The boy turned six months old over the weekend. (Woo! End of SIDS danger! Show me a girl who tells you she isn't secretly holding their breath a little bit until this risk is past, and I'll show you someone who didn't do any pre-partum reading on the topic.) And that meant it was time for his six month vaccinations.

This topic is the one above all others driving me insane. I believe there is zero evidence proving that autism is caused by vaccines, mind you. But I do wonder, with cause, what long term evidence we have that THIS many vaccines in such a short period of time is safe. Some of these vaccines simply lack any long term studies (at least, any studies available to the tenacious layman with internet access and a library card). I am concerned, with good cause, about the "inactive ingredients" in vaccines. Finally, I don't quite understand the reasoning that says a one size fits all vaccination schedule is a good idea.

The temptation not to vaccinate was not strong for me, however. This is a small world, and with easy, affordable global travel, all kinds of creeping awfuls are just one trip through an international terminal away. Even though the northern outpost of hell isn't quite as cosmopolitan as the town I was living in, we still have an international community hailing from places with drastically different approaches to public health. And I hope to teach my son to love travel, to love exploring, and to not be afraid of people.

I still have to look out for this one little person. I declined the Hep shot given at birth. He wasn't going to run into any hookers or dirty needles that week. I am holding off on chicken pox until I can no longer refuse due to school entry requirements - I'd rather he just got the chicken pox. We are not getting flu shots in this house for more reasons than I can list here. And even my pediatrician thinks the rotavirus vaccine is strictly a profit maker for pharmaceutical companies.

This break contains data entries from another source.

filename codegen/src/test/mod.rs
pub mod unit;
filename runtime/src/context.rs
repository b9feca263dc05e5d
//! Compilation manager.
//!
//! A [`KernelContext`] owns a compiler, the compile options derived from
//! configuration and a [`KernelCache`]. Callers pass it by reference; the
//! process-wide instance behind [`global`] is opt-in.

use std::sync::Arc;

use once_cell::sync::OnceCell;
use sigkern_codegen::{OperationKind, render_kernel, scalar_spelling, supported_types};
use sigkern_device::{CompileOptions, Compiler, LaunchConfig};
use sigkern_dtype::ElementType;
use snafu::{OptionExt, ResultExt, ensure};
use strum::VariantArray;
use tracing::{debug, trace};

use crate::config::{Backend, RuntimeConfig};
use crate::devices::HostCompiler;
use crate::error::*;
use crate::invoker::KernelInvoker;
use crate::kernel_cache::{CachedKernel, KernelCache};

#[derive(Debug)]
pub struct KernelContext {
    compiler: Arc<dyn Compiler>,
    cache: KernelCache,
    options: CompileOptions,
    complex_header: String,
}

impl KernelContext {
    /// Create a context with an empty cache around `compiler`.
    pub fn new(compiler: Arc<dyn Compiler>, config: &RuntimeConfig) -> Self {
        Self {
            compiler,
            cache: KernelCache::new(),
            options: config.compile_options(),
            complex_header: config.complex_header.clone(),
        }
    }

    /// Create a context with the compiler `config.backend` names.
    pub fn from_config(config: &RuntimeConfig) -> Result<Self> {
        let compiler: Arc<dyn Compiler> = match config.backend {
            Backend::Host => Arc::new(HostCompiler::new()),
            #[cfg(feature = "cuda")]
            Backend::Cuda { device_id } => {
                Arc::new(crate::devices::NvrtcCompiler::new(device_id).context(DeviceSnafu)?)
            }
            #[cfg(not(feature = "cuda"))]
            Backend::Cuda { device_id } => {
                return ConfigSnafu { reason: format!("cuda:{device_id} requested but built without the `cuda` feature") }
                    .fail();
            }
        };
        debug!(backend = compiler.backend(), "kernel context created");
        Ok(Self::new(compiler, config))
    }

    pub fn cache(&self) -> &KernelCache {
        &self.cache
    }

    pub fn compiler(&self) -> &Arc<dyn Compiler> {
        &self.compiler
    }

    pub fn compile_options(&self) -> &CompileOptions {
        &self.options
    }

    /// Return the compiled kernel for `(dtype, op)`, compiling it on first use.
    ///
    /// A cache hit never reaches the compiler. On a miss the source is
    /// rendered with the type's scalar spelling, compiled, and its entry point
    /// loaded; only then is the kernel cached.
    #[tracing::instrument(skip_all, fields(kernel.op = %op, kernel.dtype = %dtype))]
    pub fn ensure_compiled(&self, dtype: ElementType, op: OperationKind) -> Result<Arc<CachedKernel>> {
        if let Some(kernel) = self.cache.get(dtype, op) {
            trace!("kernel cache hit");
            return Ok(kernel);
        }

        let rendered = render_kernel(op, dtype, &self.complex_header)?;
        self.cache.get_or_compile(dtype, op, move || {
            debug!(kernel.entry_point = rendered.entry_point, src.len = rendered.code.len(), "compiling kernel");
            let module = self.compiler.compile(&rendered.code, &self.options).context(DeviceSnafu)?;
            let function = module.function(rendered.entry_point).context(DeviceSnafu)?;
            debug!(kernel.entry_point = rendered.entry_point, "kernel compiled");

            Ok(CachedKernel {
                function,
                op,
                dtype,
                code: rendered.code,
                entry_point: rendered.entry_point,
            })
        })
    }

    /// Compile every requested `(op, type)` pair.
    ///
    /// Empty `ops` means every operation; empty `types` means each
    /// operation's own supported types. Each type is checked against the
    /// operation's support set before compiling. Stops at the first failure;
    /// kernels compiled before it stay cached.
    pub fn validate_and_precompile(&self, ops: &[OperationKind], types: &[ElementType]) -> Result<()> {
        let ops = if ops.is_empty() { OperationKind::VARIANTS } else { ops };
        debug!(ops = ?ops, types = ?types, "precompiling kernels");

        for &op in ops {
            let op_types: Vec<ElementType> = if types.is_empty() {
                supported_types(op)?.iter().map(|(dtype, _)| *dtype).collect()
            } else {
                types.to_vec()
            };

            for dtype in op_types {
                scalar_spelling(op, dtype)?;
                self.ensure_compiled(dtype, op)?;
            }
        }
        Ok(())
    }

    /// Precompile kernels by operation name.
    ///
    /// `None` selects every operation and `types = None` each operation's
    /// supported types. The name is matched case-insensitively and rejected
    /// before the cache is touched.
    pub fn precompile_kernels(&self, op_name: Option<&str>, types: Option<&[ElementType]>) -> Result<()> {
        let ops = match op_name {
            Some(name) => vec![OperationKind::parse_name(name)?],
            None => Vec::new(),
        };
        self.validate_and_precompile(&ops, types.unwrap_or_default())
    }

    /// Bind the cached `(dtype, op)` kernel to a launch configuration.
    ///
    /// The kernel must already be compiled; this never compiles.
    pub fn get_backend_kernel(
        &self,
        dtype: ElementType,
        launch: LaunchConfig,
        op: OperationKind,
    ) -> Result<KernelInvoker> {
        let kernel = self.cache.get(dtype, op).context(CacheMissSnafu { op, dtype })?;
        ensure!(op == OperationKind::Lfilter, UnimplementedOperationSnafu { op });
        Ok(KernelInvoker::from_launch(launch, kernel))
    }

    /// Drop every cached kernel.
    pub fn clear_cache(&self) {
        debug!(kernels = self.cache.len(), "clearing kernel cache");
        self.cache.clear();
    }
}

static GLOBAL: OnceCell<KernelContext> = OnceCell::new();

/// Install `context` as the process-wide context.
///
/// Fails if one was already installed or lazily created by [`global`].
pub fn init_global(context: KernelContext) -> Result<&'static KernelContext> {
    GLOBAL.try_insert(context).map_err(|_| AlreadyInitializedSnafu.build())
}

/// The process-wide context, created from [`RuntimeConfig::from_env`] on first use.
pub fn global() -> Result<&'static KernelContext> {
    GLOBAL.get_or_try_init(|| KernelContext::from_config(&RuntimeConfig::from_env()?))
}
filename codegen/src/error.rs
//! Error types for operation lookup and source generation.

use sigkern_dtype::ElementType;
use snafu::Snafu;

use crate::OperationKind;

pub type Result<T, E = Error> = std::result::Result<T, E>;

#[derive(Debug, Snafu)]
#[snafu(visibility(pub))]
pub enum Error {
    /// The string does not name any operation.
    #[snafu(display("invalid operation name '{name}'"))]
    InvalidOperationName { name: String },

    /// The operation has no row in the operation table.
    #[snafu(display("support not found for '{op}'"))]
    UnsupportedOperation { op: OperationKind },

    /// The element type is not in the operation's support set.
    #[snafu(display("datatype {dtype} not found for '{op}'"))]
    UnsupportedDatatype { dtype: ElementType, op: OperationKind },
}
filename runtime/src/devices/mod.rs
//! Compiler backends.

pub mod host;

#[cfg(feature = "cuda")]
pub mod cuda;

pub use host::HostCompiler;

#[cfg(feature = "cuda")]
pub use cuda::NvrtcCompiler;
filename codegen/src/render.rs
//! Template rendering.
//!
//! Rendering is plain substitution of the `{header}` and `{datatype}`
//! placeholders; there is no control flow in templates.

use sigkern_dtype::ElementType;

use crate::error::Result;
use crate::support::scalar_spelling;
use crate::table::operation_spec;
use crate::{OperationKind, RenderedKernel};

/// Include that provides `complex<T>` to device code.
pub const DEFAULT_COMPLEX_HEADER: &str = "#include <cupy/complex.cuh>";

/// Header to splice into a template for `datatype`.
///
/// Only complex spellings need the header; everything else gets an empty line.
pub fn header_for<'a>(datatype: &str, complex_header: &'a str) -> &'a str {
    if datatype.contains("complex") { complex_header } else { "" }
}

/// Substitute `datatype` and `header` into `op`'s template.
pub fn render(op: OperationKind, datatype: &str, header: &str) -> Result<String> {
    let spec = operation_spec(op)?;
    Ok(substitute(spec.template, datatype, header))
}

/// Specialize `op` for `dtype`.
///
/// Fails with `UnsupportedDatatype` if `dtype` is not in `op`'s support set.
pub fn render_kernel(op: OperationKind, dtype: ElementType, complex_header: &str) -> Result<RenderedKernel> {
    let spec = operation_spec(op)?;
    let datatype = scalar_spelling(op, dtype)?;
    let header = header_for(datatype, complex_header);

    tracing::trace!(kernel.op = %op, kernel.dtype = %dtype, kernel.datatype = datatype, "rendering kernel source");

    Ok(RenderedKernel { op, dtype, code: substitute(spec.template, datatype, header), entry_point: spec.entry_point })
}

fn substitute(template: &str, datatype: &str, header: &str) -> String {
    template.replace("{header}", header).replace("{datatype}", datatype)
}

I've read all the books recommended by the anti-vax crowd. The science in most of them is... weak. However, there is no thoughtful rebuttal that doesn't require equal leaps of faith.

But my grandfather suffered for more than eighty years from post-polio syndrome, and he was considered lucky. Measles and mumps are more serious than chicken pox, and those vaccines have survived the test of time. And modern horrors like Hep, Hib, and the pneumo-nasties make me glad there is better living through chemistry.

We're still doing a delayed schedule.